Posted by Atticus on December 14, 2004, at 12:38:58
In reply to Re: And you realize the bloody moose is stumbling » Atticus, posted by alesta on December 14, 2004, at 7:25:42
... you notice the cat has a lobster bib on and is carrying a knife and fork.
"What's all this about, then?" you ask, suspecting the cat has ulterior motives for organizing this mission.
"Well, I've always heard koalas are delicious," he says.
"You're not to eat any bloody koalas!" you shout. "You disable the security system, we just nip in there, get this moose to his ex, stand watch while they talk, then hope love conquers all and she comes with us. We tranq the crocodile guy with that dart rifle if things get dodgy. No one gets hurt. That's it."
"Perhaps just a bite of wallaby ..." the cat suggests.

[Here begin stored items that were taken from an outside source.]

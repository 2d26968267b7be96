use std::collections::HashMap;

use chrono::{DateTime, NaiveDate, Utc};
use hourglass_rs::SafeTimeProvider;
use rust_decimal::{Decimal, RoundingStrategy};
use serde::{Deserialize, Serialize};

use crate::config::LendingConfig;
use crate::decimal::Money;
use crate::errors::{LoanError, Result};
use crate::events::{Event, EventStore};
use crate::interest::PenaltyEngine;
use crate::payments::{OrderRequest, PaymentGateway, PaymentOrder, PaymentVerification};
use crate::schedule::EmiScheduleGenerator;
use crate::state::{Emi, Loan, LoanApplication, LoanTotals};
use crate::types::{ApplicantId, EmiId, EmiStatus, LoanId, LoanStatus};
use crate::validation::{ApplicationValidator, ApprovalRequest, LoanApplicationRequest};
use crate::views::ApprovalPreview;

pub const DEFAULT_PER_PAGE: u32 = 20;

/// in-memory loan service: applications, loans and their installments
///
/// Every mutation goes through `&mut self`, so operations on the same
/// installment are serialized. Callers working from a stale read can pass the
/// installment `version` they saw and get `StaleVersion` instead of
/// overwriting a newer change.
pub struct LoanBook {
    pub config: LendingConfig,
    pub events: EventStore,
    validator: ApplicationValidator,
    generator: EmiScheduleGenerator,
    penalties: PenaltyEngine,
    applications: HashMap<LoanId, LoanApplication>,
    loans: HashMap<LoanId, Loan>,
    emis: HashMap<EmiId, Emi>,
    /// installment ids per loan, in day order
    schedules: HashMap<LoanId, Vec<EmiId>>,
    /// gateway orders by order id
    orders: HashMap<String, PaymentOrder>,
}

You're about to answer when the wife comes out of the bathroom wearing hot neon pink and suburst yellow face paint.
"Strewth!" you cry. "They'll see us coming from a kilometer away!" The moose, chewing on a cigar and wearing night-vision goggles, is going over a schematic of the zoo layout.
"We'll cut the wire here," he says, "and slip in by cutting across the croc pens."
"Oh, that's brilliant," you intone sarcastically.
"You know, I don't think they'd miss just one cockatoo," purrs the cat casually.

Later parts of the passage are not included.